E c’è anche un bellissimo commento sul dipinto, di un professore, Luciano Garofoli, uno storico italiano, che scrive così, lui lo interpreta così:

“Quelle non sono bombe, ma i grani del rosario che la Vergine scaglia contro la flotta turca: queste bombe spirituali sono fornite dai milioni di rosari che i devoti popoli cristiani cattolici dell’epoca in ogni parte d’Europa recitarono per assistere la Flotta Cristiana durante lo scontro tra questi due opposti modi di concepire la vita e di praticare la religione.”

Ecco, io vi ho voluto presentare tutte e due le prospettive, quelle di Romano Amerio e questa anche di questo storico italiano, Luciano Garofoli.

Che sia come sia, è bellissimo vedere la Vergine Maria, il Cielo immerso nella vita di ogni giorno dell’uomo, bellissimo…
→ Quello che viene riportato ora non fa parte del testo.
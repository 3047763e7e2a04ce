//! Open and closed review task aggregates.

use super::{ClosedTaskId, OpenTaskId, Pages, ProjectCodes, ReviewDomainError};
use crate::roster::domain::ReviewerId;
use chrono::{DateTime, Utc};
use mockable::Clock;
use serde::{Deserialize, Serialize};

/// Report that is waiting for, or undergoing, review.
#[derive(Debug, Clone, PartialEq, Eq, Serialize, Deserialize)]
pub struct OpenTask {
    id: OpenTaskId,
    codes: ProjectCodes,
    company: String,
    pages: Pages,
    urgent: bool,
    author_id: ReviewerId,
    reviewer_id: Option<ReviewerId>,
    opened_at: DateTime<Utc>,
}

/// Parameter object for reconstructing a persisted open task.
#[derive(Debug, Clone, PartialEq, Eq)]
pub struct PersistedOpenTaskData {
    /// Persisted project codes.
    pub codes: ProjectCodes,
    /// Persisted company name.
    pub company: String,
    /// Persisted page count.
    pub pages: Pages,
    /// Persisted urgency flag.
    pub urgent: bool,
    /// Persisted author.
    pub author_id: ReviewerId,
    /// Persisted reviewer, if assigned.
    pub reviewer_id: Option<ReviewerId>,
    /// Persisted opening timestamp.
    pub opened_at: DateTime<Utc>,
}

impl OpenTask {
    /// Creates an unassigned open task stamped with the current time.
    #[must_use]
    pub fn new(
        codes: ProjectCodes,
        company: impl Into<String>,
        pages: Pages,
        urgent: bool,
        author_id: ReviewerId,
        clock: &impl Clock,
    ) -> Self {
        Self {
            id: OpenTaskId::from_codes(&codes),
            codes,
            company: company.into().trim().to_owned(),
            pages,
            urgent,
            author_id,
            reviewer_id: None,
            opened_at: clock.utc(),
        }
    }

    /// Replaces the opening timestamp.
    #[must_use]
    pub const fn with_opened_at(mut self, opened_at: DateTime<Utc>) -> Self {
        self.opened_at = opened_at;
        self
    }

    /// Reconstructs an open task from persisted storage.
    ///
    /// The identifier is re-derived from the codes.
    #[must_use]
    pub fn from_persisted(data: PersistedOpenTaskData) -> Self {
        Self {
            id: OpenTaskId::from_codes(&data.codes),
            codes: data.codes,
            company: data.company,
            pages: data.pages,
            urgent: data.urgent,
            author_id: data.author_id,
            reviewer_id: data.reviewer_id,
            opened_at: data.opened_at,
        }
    }

    /// Returns the task fingerprint.
    #[must_use]
    pub const fn id(&self) -> &OpenTaskId {
        &self.id
    }

    /// Returns the project codes.
    #[must_use]
    pub const fn codes(&self) -> &ProjectCodes {
        &self.codes
    }

    /// Returns the company name.
    #[must_use]
    pub fn company(&self) -> &str {
        &self.company
    }

    /// Returns the page count.
    #[must_use]
    pub const fn pages(&self) -> Pages {
        self.pages
    }

    /// Returns whether the task is urgent.
    #[must_use]
    pub const fn urgent(&self) -> bool {
        self.urgent
    }

    /// Returns the author.
    #[must_use]
    pub const fn author_id(&self) -> &ReviewerId {
        &self.author_id
    }

    /// Returns the assigned reviewer, if any.
    #[must_use]
    pub const fn reviewer_id(&self) -> Option<&ReviewerId> {
        self.reviewer_id.as_ref()
    }

    /// Returns the opening timestamp.
    #[must_use]
    pub const fn opened_at(&self) -> DateTime<Utc> {
        self.opened_at
    }

    /// Returns the ledger weight of the task.
    #[must_use]
    pub fn weighted_pages(&self) -> i64 {
        self.pages.weighted(self.urgent)
    }

    /// Sets or replaces the assigned reviewer.
    pub fn set_reviewer(&mut self, reviewer_id: ReviewerId) {
        self.reviewer_id = Some(reviewer_id);
    }

    /// Replaces the page count.
    pub const fn set_pages(&mut self, pages: Pages) {
        self.pages = pages;
    }

    /// Replaces the urgency flag.
    pub const fn set_urgent(&mut self, urgent: bool) {
        self.urgent = urgent;
    }

    /// Builds the history row written when the task is finished.
    ///
    /// # Errors
    ///
    /// Returns [`ReviewDomainError::UnassignedTask`] when no reviewer has
    /// been assigned.
    pub fn close(&self, closed_at: DateTime<Utc>) -> Result<NewClosedTask, ReviewDomainError> {
        let reviewer_id = self
            .reviewer_id
            .clone()
            .ok_or_else(|| ReviewDomainError::UnassignedTask(self.id.clone()))?;
        Ok(NewClosedTask {
            codes: self.codes.clone(),
            company: self.company.clone(),
            pages: self.pages,
            urgent: self.urgent,
            author_id: self.author_id.clone(),
            reviewer_id,
            opened_at: self.opened_at,
            closed_at,
        })
    }
}

/// History row awaiting its sequence number.
#[derive(Debug, Clone, PartialEq, Eq)]
pub struct NewClosedTask {
    /// Project codes of the finished task.
    pub codes: ProjectCodes,
    /// Company name.
    pub company: String,
    /// Page count at finish time.
    pub pages: Pages,
    /// Urgency flag at finish time.
    pub urgent: bool,
    /// Author of the report.
    pub author_id: ReviewerId,
    /// Reviewer who finished the review.
    pub reviewer_id: ReviewerId,
    /// When the task was opened.
    pub opened_at: DateTime<Utc>,
    /// When the task was finished.
    pub closed_at: DateTime<Utc>,
}

/// Immutable history row for a finished review.
#[derive(Debug, Clone, PartialEq, Eq, Serialize, Deserialize)]
pub struct ClosedTask {
    id: ClosedTaskId,
    codes: ProjectCodes,
    company: String,
    pages: Pages,
    urgent: bool,
    author_id: ReviewerId,
    reviewer_id: ReviewerId,
    opened_at: DateTime<Utc>,
    closed_at: DateTime<Utc>,
}

/// Parameter object for reconstructing a persisted closed task.
#[derive(Debug, Clone, PartialEq, Eq)]
pub struct PersistedClosedTaskData {
    /// Persisted sequence number.
    pub id: ClosedTaskId,
    /// Remaining persisted columns.
    pub task: NewClosedTask,
}

impl ClosedTask {
    /// Reconstructs a closed task from persisted storage.
    #[must_use]
    pub fn from_persisted(data: PersistedClosedTaskData) -> Self {
        let PersistedClosedTaskData { id, task } = data;
        Self {
            id,
            codes: task.codes,
            company: task.company,
            pages: task.pages,
            urgent: task.urgent,
            author_id: task.author_id,
            reviewer_id: task.reviewer_id,
            opened_at: task.opened_at,
            closed_at: task.closed_at,
        }
    }

    /// Returns the sequence number.
    #[must_use]
    pub const fn id(&self) -> ClosedTaskId {
        self.id
    }

    /// Returns the project codes.
    #[must_use]
    pub const fn codes(&self) -> &ProjectCodes {
        &self.codes
    }

    /// Returns the company name.
    #[must_use]
    pub fn company(&self) -> &str {
        &self.company
    }

    /// Returns the page count.
    #[must_use]
    pub const fn pages(&self) -> Pages {
        self.pages
    }

    /// Returns whether the task was urgent.
    #[must_use]
    pub const fn urgent(&self) -> bool {
        self.urgent
    }

    /// Returns the author.
    #[must_use]
    pub const fn author_id(&self) -> &ReviewerId {
        &self.author_id
    }

    /// Returns the reviewer who finished the task.
    #[must_use]
    pub const fn reviewer_id(&self) -> &ReviewerId {
        &self.reviewer_id
    }

    /// Returns the opening timestamp.
    #[must_use]
    pub const fn opened_at(&self) -> DateTime<Utc> {
        self.opened_at
    }

    /// Returns the finishing timestamp.
    #[must_use]
    pub const fn closed_at(&self) -> DateTime<Utc> {
        self.closed_at
    }

    /// Returns the ledger weight the task carried.
    #[must_use]
    pub fn weighted_pages(&self) -> i64 {
        self.pages.weighted(self.urgent)
    }
}
//! Diesel schema for the command stream tables.
//!
//! `stream_groups` is only reached through raw SQL and has no mapping here.

diesel::table! {
    /// Queued commands across all channels.
    stream_entries (id) {
        /// Monotonic entry id shared by every channel.
        id -> Int8,
        /// Channel name.
        #[max_length = 16]
        channel -> Varchar,
        /// Command arguments as a JSON object of strings.
        fields -> Jsonb,
        /// Who enqueued the command.
        #[max_length = 255]
        source -> Varchar,
        /// When the entry was added.
        enqueued_at -> Timestamptz,
    }
}

diesel::table! {
    /// Entries handed to a consumer, pending until acknowledged.
    stream_deliveries (group_name, entry_id) {
        /// Group name.
        #[max_length = 64]
        group_name -> Varchar,
        /// Delivered entry.
        entry_id -> Int8,
        /// Consumer that claimed the entry.
        #[max_length = 255]
        consumer -> Varchar,
        /// When the entry was claimed.
        delivered_at -> Timestamptz,
        /// When the entry was acknowledged.
        acked_at -> Nullable<Timestamptz>,
    }
}

diesel::allow_tables_to_appear_in_same_query!(stream_entries, stream_deliveries);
Siamo accompagnati, siamo sostenuti, non siamo soli!

La Vergine Maria, in un modo o nell’altro, ci è proprio concretamente a fianco, in tutto; l’importante è che stiamo facendo le cose giuste, vere, belle e buone.

Concludiamo così, con la Madonna bombardiera, questo mese di maggio.

Io spero che questo mese vi sia stato utile, come lo è stato per me; spero di avervi serviti in modo degno, di essere servito alla vostra fede e, con domani, inizieremo il nostro mese di Esercizi Eucaristici.

Domani vi dirò l’autore, cioè il Santo a cui faremo riferimento, e il testo.

Vi chiedo una preghiera oggi, grandissima, allo Spirito Santo, alla Vergine Maria e al Sacro Cuore di Gesù, per me, perché sia illuminato e sostenuto in questo mese che mi attende, e per voi, perché siate docili alle cose che ascolterete.    

Benedicat vos omnipotens Deus, Pater, et Filius, et Spiritus Sanctus.

Amen.

Dio ci benedica e la Vergine ci protegga.

Sia lodato Gesù Cristo! Sempre sia lodato!

 

VANGELO (Lc 1, 39-56)

In quei giorni, Maria si alzò e andò in fretta verso la regione montuosa, in una città di Giuda.
Entrata nella casa di Zaccarìa, salutò Elisabetta. Appena Elisabetta ebbe udito il saluto di Maria, il bambino sussultò nel suo grembo.
Elisabetta fu colmata di Spirito Santo ed esclamò a gran voce: «Benedetta tu fra le donne e benedetto il frutto del tuo grembo! A che cosa devo che la madre del mio Signore venga da me? Ecco, appena il tuo saluto è giunto ai miei orecchi, il bambino ha sussultato di gioia nel mio grembo. E beata colei che ha creduto nell’adempimento di ciò che il Signore le ha detto».
Allora Maria disse:
«L’anima mia magnifica il Signore
e il mio spirito esulta in Dio, mio salvatore,
perché ha guardato l’umiltà della sua serva.
D’ora in poi tutte le generazioni mi chiameranno beata.
Grandi cose ha fatto per me l’Onnipotente
e Santo è il suo nome;
di generazione in generazione la sua misericordia
per quelli che lo temono.
Ha spiegato la potenza del suo braccio,
ha disperso i superbi nei pensieri del loro cuore;
ha rovesciato i potenti dai troni,
ha innalzato gli umili;
ha ricolmato di beni gli affamati,
ha rimandato i ricchi a mani vuote.
Ha soccorso Israele, suo servo,
ricordandosi della sua misericordia,
come aveva detto ai nostri padri,
per Abramo e la sua discendenza, per sempre».
Maria rimase con lei circa tre mesi, poi tornò a casa sua.